TASK DESCRIPTION: Go line by line through the records below. Copy whichever lines contain the string "total".

RECORDS FOR THE EXERCISE:
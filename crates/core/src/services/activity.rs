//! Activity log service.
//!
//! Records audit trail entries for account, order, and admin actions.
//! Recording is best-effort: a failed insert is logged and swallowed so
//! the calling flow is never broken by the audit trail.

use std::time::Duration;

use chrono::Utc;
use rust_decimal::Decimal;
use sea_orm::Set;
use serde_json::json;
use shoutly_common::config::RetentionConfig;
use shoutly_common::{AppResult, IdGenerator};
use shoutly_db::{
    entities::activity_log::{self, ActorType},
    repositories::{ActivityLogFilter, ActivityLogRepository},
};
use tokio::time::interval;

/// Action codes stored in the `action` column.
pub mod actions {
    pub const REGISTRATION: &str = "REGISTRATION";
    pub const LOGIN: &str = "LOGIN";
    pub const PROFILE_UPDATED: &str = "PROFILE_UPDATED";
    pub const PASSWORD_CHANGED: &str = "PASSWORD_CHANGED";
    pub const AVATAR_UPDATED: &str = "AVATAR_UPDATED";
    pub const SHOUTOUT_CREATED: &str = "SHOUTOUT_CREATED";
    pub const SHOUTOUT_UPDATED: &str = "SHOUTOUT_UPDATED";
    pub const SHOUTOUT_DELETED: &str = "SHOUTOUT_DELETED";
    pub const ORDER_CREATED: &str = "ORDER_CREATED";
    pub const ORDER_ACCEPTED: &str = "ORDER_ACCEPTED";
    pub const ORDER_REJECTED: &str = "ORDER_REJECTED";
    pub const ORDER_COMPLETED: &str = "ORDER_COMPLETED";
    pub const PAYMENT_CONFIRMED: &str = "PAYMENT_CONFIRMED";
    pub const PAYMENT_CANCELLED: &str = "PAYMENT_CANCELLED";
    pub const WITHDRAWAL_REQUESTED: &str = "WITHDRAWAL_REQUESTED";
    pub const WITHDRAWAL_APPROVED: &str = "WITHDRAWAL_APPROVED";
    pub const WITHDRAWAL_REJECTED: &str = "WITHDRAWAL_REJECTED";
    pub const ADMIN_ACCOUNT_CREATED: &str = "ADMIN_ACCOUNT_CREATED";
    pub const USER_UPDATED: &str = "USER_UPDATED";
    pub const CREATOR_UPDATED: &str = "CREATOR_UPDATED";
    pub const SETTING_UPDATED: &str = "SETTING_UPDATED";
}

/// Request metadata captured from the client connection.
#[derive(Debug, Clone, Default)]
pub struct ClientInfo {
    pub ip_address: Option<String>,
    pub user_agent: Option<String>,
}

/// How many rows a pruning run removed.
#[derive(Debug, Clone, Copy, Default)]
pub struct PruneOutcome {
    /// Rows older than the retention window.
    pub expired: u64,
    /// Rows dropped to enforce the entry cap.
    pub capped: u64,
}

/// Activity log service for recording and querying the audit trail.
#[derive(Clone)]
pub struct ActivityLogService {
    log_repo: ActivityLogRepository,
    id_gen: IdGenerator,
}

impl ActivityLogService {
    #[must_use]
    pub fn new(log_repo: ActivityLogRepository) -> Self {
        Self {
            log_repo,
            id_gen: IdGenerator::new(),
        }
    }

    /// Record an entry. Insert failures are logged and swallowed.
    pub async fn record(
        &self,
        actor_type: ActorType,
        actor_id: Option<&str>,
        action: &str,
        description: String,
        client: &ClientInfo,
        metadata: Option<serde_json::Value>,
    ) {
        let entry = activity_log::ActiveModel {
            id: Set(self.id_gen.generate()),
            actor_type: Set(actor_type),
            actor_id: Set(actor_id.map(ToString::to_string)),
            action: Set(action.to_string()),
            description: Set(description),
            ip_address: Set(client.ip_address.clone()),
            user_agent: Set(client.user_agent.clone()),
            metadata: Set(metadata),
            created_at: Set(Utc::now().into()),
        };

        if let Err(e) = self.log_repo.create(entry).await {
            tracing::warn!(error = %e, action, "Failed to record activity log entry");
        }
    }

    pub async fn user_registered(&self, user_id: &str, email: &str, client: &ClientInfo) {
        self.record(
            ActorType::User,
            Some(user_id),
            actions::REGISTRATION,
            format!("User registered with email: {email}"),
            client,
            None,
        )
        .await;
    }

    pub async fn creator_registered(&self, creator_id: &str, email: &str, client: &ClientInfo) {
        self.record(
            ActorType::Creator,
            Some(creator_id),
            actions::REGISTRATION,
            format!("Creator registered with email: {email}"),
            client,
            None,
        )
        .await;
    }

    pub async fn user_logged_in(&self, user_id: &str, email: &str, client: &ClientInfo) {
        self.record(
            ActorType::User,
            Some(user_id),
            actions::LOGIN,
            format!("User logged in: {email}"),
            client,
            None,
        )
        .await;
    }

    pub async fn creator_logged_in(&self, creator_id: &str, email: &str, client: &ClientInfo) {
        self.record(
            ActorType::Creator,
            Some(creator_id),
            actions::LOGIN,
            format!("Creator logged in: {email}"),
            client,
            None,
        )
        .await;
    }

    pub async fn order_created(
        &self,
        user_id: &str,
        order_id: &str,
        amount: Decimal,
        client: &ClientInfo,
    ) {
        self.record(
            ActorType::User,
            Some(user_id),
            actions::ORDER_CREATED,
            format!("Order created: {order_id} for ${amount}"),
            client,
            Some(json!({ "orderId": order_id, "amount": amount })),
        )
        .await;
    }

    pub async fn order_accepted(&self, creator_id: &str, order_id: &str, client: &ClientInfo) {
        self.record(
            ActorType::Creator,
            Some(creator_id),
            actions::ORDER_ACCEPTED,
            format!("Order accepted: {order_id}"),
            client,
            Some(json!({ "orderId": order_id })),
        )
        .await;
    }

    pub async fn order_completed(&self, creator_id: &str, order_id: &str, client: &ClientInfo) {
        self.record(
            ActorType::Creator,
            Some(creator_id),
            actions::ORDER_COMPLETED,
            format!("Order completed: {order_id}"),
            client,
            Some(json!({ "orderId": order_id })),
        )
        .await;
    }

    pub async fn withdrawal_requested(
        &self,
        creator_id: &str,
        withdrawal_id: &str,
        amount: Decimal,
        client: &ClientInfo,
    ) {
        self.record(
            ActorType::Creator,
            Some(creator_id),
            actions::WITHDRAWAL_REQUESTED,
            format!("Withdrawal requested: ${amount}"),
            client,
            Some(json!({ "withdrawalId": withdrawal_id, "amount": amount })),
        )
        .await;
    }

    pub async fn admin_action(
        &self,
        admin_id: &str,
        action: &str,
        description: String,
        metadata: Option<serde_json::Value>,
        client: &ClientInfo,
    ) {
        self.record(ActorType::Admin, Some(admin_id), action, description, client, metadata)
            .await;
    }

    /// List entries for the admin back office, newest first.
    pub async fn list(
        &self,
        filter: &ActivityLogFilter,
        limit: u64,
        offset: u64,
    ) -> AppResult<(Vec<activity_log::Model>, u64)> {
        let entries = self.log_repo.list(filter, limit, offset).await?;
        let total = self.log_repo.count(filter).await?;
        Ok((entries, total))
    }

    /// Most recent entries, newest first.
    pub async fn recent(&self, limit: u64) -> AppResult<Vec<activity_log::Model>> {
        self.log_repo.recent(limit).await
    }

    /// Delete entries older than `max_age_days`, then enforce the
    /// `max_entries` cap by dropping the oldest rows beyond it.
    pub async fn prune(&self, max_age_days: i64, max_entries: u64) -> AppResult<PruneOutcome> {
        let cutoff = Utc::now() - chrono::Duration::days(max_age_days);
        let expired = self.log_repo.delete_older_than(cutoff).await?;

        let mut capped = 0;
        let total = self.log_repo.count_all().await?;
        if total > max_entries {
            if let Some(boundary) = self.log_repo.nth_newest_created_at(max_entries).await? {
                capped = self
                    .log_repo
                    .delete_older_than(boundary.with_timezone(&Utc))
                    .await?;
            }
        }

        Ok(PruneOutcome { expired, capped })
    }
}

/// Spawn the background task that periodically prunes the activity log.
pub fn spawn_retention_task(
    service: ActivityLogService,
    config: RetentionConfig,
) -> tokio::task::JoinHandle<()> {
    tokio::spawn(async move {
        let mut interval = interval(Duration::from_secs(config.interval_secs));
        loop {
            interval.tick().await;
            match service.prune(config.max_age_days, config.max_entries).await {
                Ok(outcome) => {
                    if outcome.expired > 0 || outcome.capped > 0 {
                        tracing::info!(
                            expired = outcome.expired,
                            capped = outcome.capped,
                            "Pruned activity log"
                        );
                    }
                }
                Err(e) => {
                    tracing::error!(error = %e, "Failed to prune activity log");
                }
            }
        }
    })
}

THE ANSWER:
        let total = self.log_repo.count(filter).await?;
        Ok((entries, total))
        let total = self.log_repo.count_all().await?;
        if total > max_entries {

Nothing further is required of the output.